Tolucan Times February 13, 2003
Serving the communities of: Toluca Lake - Magnolia Park - Burbank - Media District - Universal City - Encino - Valley Village - North Hollywood - Hollywood Hills - Larchmont District - Studio City - Sherman Oaks - Glendale
PROTECT YOURSELF WITH FINANCIAL STRATEGIES
ASK THE DIVORCE COACH©, SUSAN ALLAN
Krycler, founder of Krycler, Ervin, Taubman & Walheim, preeminent
CPA firm in Sherman Oaks, suggests that it is essential to regularly update
Prenuptial Agreements during marriage. He advises caution in investigating
fiancé(e)s financial affairs. Sometimes, says Krycler, “it
may be necessary to hire a Private Detective or run a credit check…to
discover if there are any ‘skeletons’ in the other person's
closet.” Mr. Krycler reported that it was not unusual for one party
to find themselves being chased by the IRS for taxes owed by the new spouse
from a period prior to marriage. Contact email@example.com
Dear Divorce Coach©,
My husband is furious because I can’t reconcile our checking account. I never pay the bills on time because he never brings them home when they arrive. Then, he threatens me with divorce! I really need help!

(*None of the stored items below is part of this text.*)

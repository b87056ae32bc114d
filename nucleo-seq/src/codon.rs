//! Codons and the standard genetic code.
//!
//! A [`Codon`] is three RNA bases. [`GeneticCode::standard`] maps each of the
//! 64 codons to an [`AminoAcid`] (NCBI Table 1), with stop codons mapped to
//! [`AminoAcid::Stop`] rather than terminating translation.

use std::fmt;
use std::str::FromStr;

use nucleo_core::{NucleoError, Result};

use crate::amino::AminoAcid;

// ---------------------------------------------------------------------------
// Base encoding: A=0, C=1, G=2, U=3
// ---------------------------------------------------------------------------

const RNA_BASES: [u8; 4] = [b'A', b'C', b'G', b'U'];

fn base_index(b: u8) -> Option<usize> {
    match b {
        b'A' => Some(0),
        b'C' => Some(1),
        b'G' => Some(2),
        b'U' => Some(3),
        _ => None,
    }
}

// ---------------------------------------------------------------------------
// Codon
// ---------------------------------------------------------------------------

/// Three consecutive RNA bases.
///
/// Always uppercase and drawn from `ACGU`, so every codon has an entry in
/// the genetic code.
#[derive(Clone, Copy, PartialEq, Eq, Hash, PartialOrd, Ord)]
pub struct Codon([u8; 3]);

impl Codon {
    /// Parse a codon from exactly three RNA bases.
    ///
    /// Input is uppercased first. Anything that is not one of the 64 RNA
    /// codons (wrong length, DNA `T`, ambiguity codes) is rejected with
    /// [`NucleoError::UnknownCodon`].
    pub fn new(bytes: impl AsRef<[u8]>) -> Result<Self> {
        let bytes = bytes.as_ref();
        let unknown = || NucleoError::UnknownCodon(String::from_utf8_lossy(bytes).into_owned());
        if bytes.len() != 3 {
            return Err(unknown());
        }
        let mut codon = [0u8; 3];
        for (slot, &b) in codon.iter_mut().zip(bytes) {
            let b = b.to_ascii_uppercase();
            base_index(b).ok_or_else(unknown)?;
            *slot = b;
        }
        Ok(Self(codon))
    }

    /// Build a codon from bytes already known to be uppercase `ACGU`.
    pub(crate) fn from_validated(bytes: [u8; 3]) -> Self {
        Self(bytes)
    }

    /// Codon for a table index in `[0, 64)`.
    fn from_index(idx: usize) -> Self {
        Self([
            RNA_BASES[idx >> 4],
            RNA_BASES[(idx >> 2) & 3],
            RNA_BASES[idx & 3],
        ])
    }

    /// Position of this codon in a 64-entry table: `16*b1 + 4*b2 + b3`.
    pub fn index(self) -> usize {
        self.0
            .iter()
            .fold(0, |acc, &b| acc * 4 + base_index(b).unwrap_or(0))
    }

    /// The three bases.
    pub fn as_bytes(&self) -> &[u8; 3] {
        &self.0
    }

    /// The codon as a 3-character string.
    pub fn as_str(&self) -> &str {
        std::str::from_utf8(&self.0).unwrap_or("???")
    }
}

impl FromStr for Codon {
    type Err = NucleoError;

    fn from_str(s: &str) -> Result<Self> {
        Self::new(s)
    }
}

impl fmt::Debug for Codon {
    fn fmt(&self, f: &mut fmt::Formatter<'_>) -> fmt::Result {
        write!(f, "Codon(\"{}\")", self.as_str())
    }
}

impl fmt::Display for Codon {
    fn fmt(&self, f: &mut fmt::Formatter<'_>) -> fmt::Result {
        f.write_str(self.as_str())
    }
}

impl PartialEq<&str> for Codon {
    fn eq(&self, other: &&str) -> bool {
        self.as_str() == *other
    }
}

#[cfg(feature = "serde")]
impl serde::Serialize for Codon {
    fn serialize<S: serde::Serializer>(&self, serializer: S) -> std::result::Result<S::Ok, S::Error> {
        serializer.serialize_str(self.as_str())
    }
}

#[cfg(feature = "serde")]
impl<'de> serde::Deserialize<'de> for Codon {
    fn deserialize<D: serde::Deserializer<'de>>(deserializer: D) -> std::result::Result<Self, D::Error> {
        let s = String::deserialize(deserializer)?;
        Self::new(s.as_bytes()).map_err(serde::de::Error::custom)
    }
}

/// Split validated RNA into non-overlapping codons from index 0.
///
/// Trailing bases that do not fill a codon are dropped.
pub(crate) fn segment(rna: &[u8]) -> Vec<Codon> {
    rna.chunks_exact(3)
        .map(|c| Codon::from_validated([c[0], c[1], c[2]]))
        .collect()
}

// ---------------------------------------------------------------------------
// Genetic code table
// ---------------------------------------------------------------------------

// Codon order: AAA, AAC, AAG, AAU, ACA, ACC, ACG, ACU, AGA, AGC, AGG, AGU,
//              AUA, AUC, AUG, AUU, CAA, CAC, CAG, CAU, CCA, CCC, CCG, CCU,
//              CGA, CGC, CGG, CGU, CUA, CUC, CUG, CUU, GAA, GAC, GAG, GAU,
//              GCA, GCC, GCG, GCU, GGA, GGC, GGG, GGU, GUA, GUC, GUG, GUU,
//              UAA, UAC, UAG, UAU, UCA, UCC, UCG, UCU, UGA, UGC, UGG, UGU,
//              UUA, UUC, UUG, UUU

/// Standard genetic code (NCBI Table 1) as one-letter codes.
const STANDARD_CODES: &[u8; 64] =
    b"KNKNTTTTRSRSIIMIQHQHPPPPRRRRLLLLEDEDAAAAGGGGVVVV*Y*YSSSS*CWCLFLF";

const STANDARD_STARTS: [bool; 64] = {
    let mut s = [false; 64];
    s[14] = true; // AUG
    s
};

const fn build_table(codes: &[u8; 64]) -> [AminoAcid; 64] {
    let mut table = [AminoAcid::Stop; 64];
    let mut i = 0;
    while i < 64 {
        table[i] = match AminoAcid::from_code(codes[i]) {
            Some(aa) => aa,
            None => panic!("genetic code table contains an invalid amino acid code"),
        };
        i += 1;
    }
    table
}

static STANDARD: GeneticCode = GeneticCode {
    name: "Standard",
    table: build_table(STANDARD_CODES),
    starts: STANDARD_STARTS,
};

/// A genetic code translation table.
///
/// Wraps a 64-element amino acid lookup array and a 64-element start codon
/// mask. The standard code is a process-wide static; obtain it with
/// [`GeneticCode::standard`].
#[derive(Debug, Clone)]
pub struct GeneticCode {
    name: &'static str,
    table: [AminoAcid; 64],
    starts: [bool; 64],
}

impl GeneticCode {
    /// The standard genetic code (NCBI Table 1).
    pub fn standard() -> &'static GeneticCode {
        &STANDARD
    }

    /// Human-readable name.
    pub fn name(&self) -> &str {
        self.name
    }

    /// Translate a single codon. Stop codons yield [`AminoAcid::Stop`].
    pub fn translate(&self, codon: Codon) -> AminoAcid {
        self.table[codon.index()]
    }

    /// Translate a codon given as a string.
    pub fn translate_str(&self, codon: &str) -> Result<AminoAcid> {
        Ok(self.translate(codon.parse()?))
    }

    /// Translate every codon, continuing through stop codons.
    pub fn translate_codons(&self, codons: &[Codon]) -> Vec<AminoAcid> {
        codons.iter().map(|&c| self.translate(c)).collect()
    }

    /// Translate codons up to, not including, the first stop codon.
    pub fn translate_to_stop(&self, codons: &[Codon]) -> Vec<AminoAcid> {
        codons
            .iter()
            .map(|&c| self.translate(c))
            .take_while(|aa| !aa.is_stop())
            .collect()
    }

    /// Check whether a codon is a start codon in this table.
    pub fn is_start(&self, codon: Codon) -> bool {
        self.starts[codon.index()]
    }

    /// Check whether a codon is a stop codon in this table.
    pub fn is_stop(&self, codon: Codon) -> bool {
        self.translate(codon).is_stop()
    }

    /// All stop codons, in table order.
    pub fn stop_codons(&self) -> Vec<Codon> {
        self.synonymous_codons(AminoAcid::Stop)
    }

    /// All start codons, in table order.
    pub fn start_codons(&self) -> Vec<Codon> {
        (0..64)
            .filter(|&i| self.starts[i])
            .map(Codon::from_index)
            .collect()
    }

    /// All codons that translate to `aa`, in table order.
    pub fn synonymous_codons(&self, aa: AminoAcid) -> Vec<Codon> {
        (0..64)
            .filter(|&i| self.table[i] == aa)
            .map(Codon::from_index)
            .collect()
    }
}

#[cfg(test)]
mod tests {
    use super::*;

    fn code() -> &'static GeneticCode {
        GeneticCode::standard()
    }

    #[test]
    fn parse_codon() {
        let c: Codon = "AUG".parse().unwrap();
        assert_eq!(c.as_str(), "AUG");
        assert_eq!(c, "AUG");
        assert_eq!(Codon::new(b"aug").unwrap(), c);
    }

    #[test]
    fn parse_rejects_dna_and_bad_length() {
        assert_eq!(
            Codon::new("ATG"),
            Err(NucleoError::UnknownCodon("ATG".into()))
        );
        assert!(Codon::new("AU").is_err());
        assert!(Codon::new("AUGA").is_err());
        assert!(Codon::new("ANG").is_err());
        assert!(Codon::new("").is_err());
    }

    #[test]
    fn index_roundtrip() {
        for i in 0..64 {
            assert_eq!(Codon::from_index(i).index(), i);
        }
        assert_eq!(Codon::new("AAA").unwrap().index(), 0);
        assert_eq!(Codon::new("AUG").unwrap().index(), 14);
        assert_eq!(Codon::new("UUU").unwrap().index(), 63);
    }

    #[test]
    fn segment_drops_trailing() {
        let codons = segment(b"AUGAUUA");
        assert_eq!(codons.len(), 2);
        assert_eq!(codons[0], "AUG");
        assert_eq!(codons[1], "AUU");
        assert!(segment(b"AU").is_empty());
        assert!(segment(b"").is_empty());
    }

    #[test]
    fn standard_table_spot_checks() {
        let cases = [
            ("UUU", "F"),
            ("CUU", "L"),
            ("AUU", "I"),
            ("GUU", "V"),
            ("AUG", "M"),
            ("UCU", "S"),
            ("AGU", "S"),
            ("CCC", "P"),
            ("ACG", "T"),
            ("GCA", "A"),
            ("UAU", "Y"),
            ("CAU", "H"),
            ("CAA", "Q"),
            ("AAU", "N"),
            ("AAA", "K"),
            ("GAU", "D"),
            ("GAA", "E"),
            ("UGU", "C"),
            ("UGG", "W"),
            ("CGA", "R"),
            ("AGG", "R"),
            ("GGG", "G"),
            ("UAA", "Stop"),
            ("UAG", "Stop"),
            ("UGA", "Stop"),
        ];
        for (codon, expected) in cases {
            assert_eq!(
                code().translate_str(codon).unwrap().symbol(),
                expected,
                "codon {}",
                codon
            );
        }
    }

    #[test]
    fn every_codon_translates() {
        let standard_count = (0..64)
            .map(Codon::from_index)
            .filter(|&c| !code().is_stop(c))
            .count();
        assert_eq!(standard_count, 61);
        for aa in AminoAcid::STANDARD {
            assert!(!code().synonymous_codons(aa).is_empty(), "{:?} unused", aa);
        }
    }

    #[test]
    fn stops_and_starts() {
        let stops: Vec<String> = code().stop_codons().iter().map(|c| c.to_string()).collect();
        assert_eq!(stops, vec!["UAA", "UAG", "UGA"]);
        assert_eq!(code().start_codons(), vec![Codon::new("AUG").unwrap()]);
        assert!(code().is_start("AUG".parse().unwrap()));
        assert!(!code().is_start("GUG".parse().unwrap()));
    }

    #[test]
    fn synonymous_leucine() {
        assert_eq!(code().synonymous_codons(AminoAcid::Leu).len(), 6);
        assert_eq!(code().synonymous_codons(AminoAcid::Met).len(), 1);
        assert_eq!(code().synonymous_codons(AminoAcid::Trp).len(), 1);
    }

    #[test]
    fn translate_str_unknown() {
        assert_eq!(
            code().translate_str("XYZ"),
            Err(NucleoError::UnknownCodon("XYZ".into()))
        );
    }

    #[test]
    fn translate_through_and_to_stop() {
        let codons = segment(b"AUGUAAGCU");
        let full = code().translate_codons(&codons);
        assert_eq!(full, vec![AminoAcid::Met, AminoAcid::Stop, AminoAcid::Ala]);
        let truncated = code().translate_to_stop(&codons);
        assert_eq!(truncated, vec![AminoAcid::Met]);
    }

    #[test]
    fn standard_name() {
        assert_eq!(code().name(), "Standard");
    }
}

If you schedule an appointment at KET&W in Sherman Oaks or a CPA firm with similar expertise, you may request a financial overview to include pre-divorce counseling and financial planning. Then you can support your husband’s desire for fiscal responsibility. In the event that divorce, you will have information to strengthen you own position.
The Divorce Coach
"Most divorce cases are resolved as a result of negotiation rather than as a result of a court deciding issues. However, one must be prepared for negotiation …so that the person is settling, knowing full well the strengths and weaknesses of his/her case on all issues.… The old cliché that a good settlement is one which is disliked by both sides is often true, but with an open mind and realistic compromise, a settlement which is fair to both sides can be achieved." Mark Patt, Esq. Managing Partner of Trope and Trope; contact at firstname.lastname@example.org
Dear Divorce Coach©,
My wife and I have been fighting since we married. I am very successful and now I am faced with two impossible choices; a terrible marriage or losing my house, ½ my money and ½ of my children’s time. How can I protect myself?
Divorce coaching has offered many of my clients the opportunity to communicate their feelings and unmet needs to their spouse and children for the first time in years. Using the skills of Self-empathy and Empathy as well as many other techniques, families discover that hearing one another without judging, creates a loving foundation for strategies that may not have been considered before.
The Divorce Coach©
As with any new skill, there is a learning curve. Research from the web, kept in a divorce workbook, becomes a valuable asset during the arduous process of negotiation. Another pitfall that may occur is the tendency to make assumptions about the attorney, the case or the spouse. It is mandatory to check and recheck the situation on a weekly basis with short concise phone calls to each attorney or mediator.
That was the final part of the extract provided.